(Saved entries)
//! Multi-facet filter engine
//!
//! Faceted-search semantics: every active dimension must pass (AND across
//! dimensions), and within a dimension the record needs to match any one of
//! the selected values (OR within a dimension). An empty selection imposes
//! no constraint.

use std::collections::HashSet;

use tracing::debug;

use crate::eligibility::is_eligible;
use crate::types::{Confidence, Deposit};

/// The user's current filter selection. Replaced wholesale on every
/// interaction via [`FilterCriteria::apply`]; never mutated in place.
#[derive(Debug, Clone, Default, PartialEq)]
pub struct FilterCriteria {
    /// Case-insensitive substring query; empty = no constraint
    pub search: String,

    /// Selected regions (oblast); empty = no constraint
    pub regions: HashSet<String>,

    /// Selected resource types; empty = no constraint
    pub resource_types: HashSet<String>,

    /// Selected statuses; empty = no constraint
    pub statuses: HashSet<String>,

    /// Selected confidence tiers; empty = no constraint
    pub confidences: HashSet<Confidence>,
}

/// One user interaction with the filter panel.
#[derive(Debug, Clone, PartialEq)]
pub enum CriteriaChange {
    SetSearch(String),
    ToggleRegion(String),
    ToggleResourceType(String),
    ToggleStatus(String),
    ToggleConfidence(Confidence),
    ClearAll,
}

impl FilterCriteria {
    /// True when no dimension imposes any constraint.
    pub fn is_empty(&self) -> bool {
        self.search.is_empty()
            && self.regions.is_empty()
            && self.resource_types.is_empty()
            && self.statuses.is_empty()
            && self.confidences.is_empty()
    }

    /// Number of active constraints (each selected value counts once, a
    /// non-empty search counts once). Drives the filter-panel badge.
    pub fn active_count(&self) -> usize {
        self.regions.len()
            + self.resource_types.len()
            + self.statuses.len()
            + self.confidences.len()
            + usize::from(!self.search.is_empty())
    }

    /// Returns a fresh criteria value with one change applied.
    ///
    /// Toggling a value that is already selected deselects it.
    pub fn apply(&self, change: CriteriaChange) -> FilterCriteria {
        let mut next = self.clone();
        match change {
            CriteriaChange::SetSearch(text) => next.search = text,
            CriteriaChange::ToggleRegion(value) => toggle(&mut next.regions, value),
            CriteriaChange::ToggleResourceType(value) => toggle(&mut next.resource_types, value),
            CriteriaChange::ToggleStatus(value) => toggle(&mut next.statuses, value),
            CriteriaChange::ToggleConfidence(tier) => toggle(&mut next.confidences, tier),
            CriteriaChange::ClearAll => next = FilterCriteria::default(),
        }
        next
    }

    /// True when the record is eligible and passes every active dimension.
    pub fn matches(&self, deposit: &Deposit) -> bool {
        self.matches_with(deposit, &self.search.to_lowercase())
    }

    /// Like [`FilterCriteria::matches`] with the lowercased search text
    /// precomputed, so [`filter`] lowercases once per call rather than once
    /// per record.
    fn matches_with(&self, deposit: &Deposit, needle: &str) -> bool {
        if !is_eligible(deposit) {
            return false;
        }

        if !needle.is_empty() && !search_haystack(deposit).contains(needle) {
            return false;
        }

        // An empty field value never equals a selected value, so records
        // with a blank region/type/status fall out of that facet's matches.
        if !self.regions.is_empty() && !self.regions.contains(&deposit.region) {
            return false;
        }
        if !self.resource_types.is_empty() && !self.resource_types.contains(&deposit.resource_type)
        {
            return false;
        }
        if !self.statuses.is_empty() && !self.statuses.contains(&deposit.status) {
            return false;
        }
        if !self.confidences.is_empty() && !self.confidences.contains(&deposit.confidence) {
            return false;
        }

        true
    }
}

fn toggle<T: std::hash::Hash + Eq>(set: &mut HashSet<T>, value: T) {
    if !set.remove(&value) {
        set.insert(value);
    }
}

/// The lowercased text a search query is matched against: deposit name,
/// concessionaire, municipality, region and resource type, non-empty fields
/// joined with a single space.
fn search_haystack(deposit: &Deposit) -> String {
    let fields = [
        deposit.deposit_name.as_str(),
        deposit.concessionaire.as_str(),
        deposit.municipality.as_str(),
        deposit.region.as_str(),
        deposit.resource_type.as_str(),
    ];

    fields
        .iter()
        .filter(|f| !f.is_empty())
        .copied()
        .collect::<Vec<_>>()
        .join(" ")
        .to_lowercase()
}

/// Applies the criteria to a record collection, preserving input order.
///
/// Ineligible records (no coordinates, placeholder id) are always dropped,
/// so `filter` with empty criteria is exactly the eligible subset.
pub fn filter<'a>(deposits: &'a [Deposit], criteria: &FilterCriteria) -> Vec<&'a Deposit> {
    let needle = criteria.search.to_lowercase();
    let kept: Vec<&Deposit> = deposits
        .iter()
        .filter(|d| criteria.matches_with(d, &needle))
        .collect();

    debug!(
        total = deposits.len(),
        kept = kept.len(),
        active = criteria.active_count(),
        "applied filter criteria"
    );

    kept
}
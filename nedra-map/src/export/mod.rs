//! Export of filtered records for the map widget

pub mod geojson;
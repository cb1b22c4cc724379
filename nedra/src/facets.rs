//! Facet option enumeration
//!
//! Produces the value lists the filter panel offers for each dimension.

use std::collections::BTreeSet;

use crate::eligibility::is_eligible;
use crate::types::{Deposit, TextField};

/// Returns the distinct non-empty values of `field` across the eligible
/// records, sorted ascending. Deterministic, so option lists are stable
/// across recomputations.
///
/// Values are offered exactly as stored (no trimming): the filter compares
/// by equality, so every offered option matches at least the record it came
/// from. Whitespace-only values are skipped.
pub fn unique_values(deposits: &[Deposit], field: TextField) -> Vec<String> {
    let values: BTreeSet<&str> = deposits
        .iter()
        .filter(|d| is_eligible(d))
        .map(|d| field.get(d))
        .filter(|v| !v.trim().is_empty())
        .collect();

    values.into_iter().map(str::to_string).collect()
}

### [WORK ITEM]
Which lines of the data contain the string "CriteriaChange"? Copy each of them.

### [EXERCISE OUTPUT]
pub enum CriteriaChange {
    pub fn apply(&self, change: CriteriaChange) -> FilterCriteria {
            CriteriaChange::SetSearch(text) => next.search = text,
            CriteriaChange::ToggleRegion(value) => toggle(&mut next.regions, value),
            CriteriaChange::ToggleResourceType(value) => toggle(&mut next.resource_types, value),
            CriteriaChange::ToggleStatus(value) => toggle(&mut next.statuses, value),
            CriteriaChange::ToggleConfidence(tier) => toggle(&mut next.confidences, tier),
            CriteriaChange::ClearAll => next = FilterCriteria::default(),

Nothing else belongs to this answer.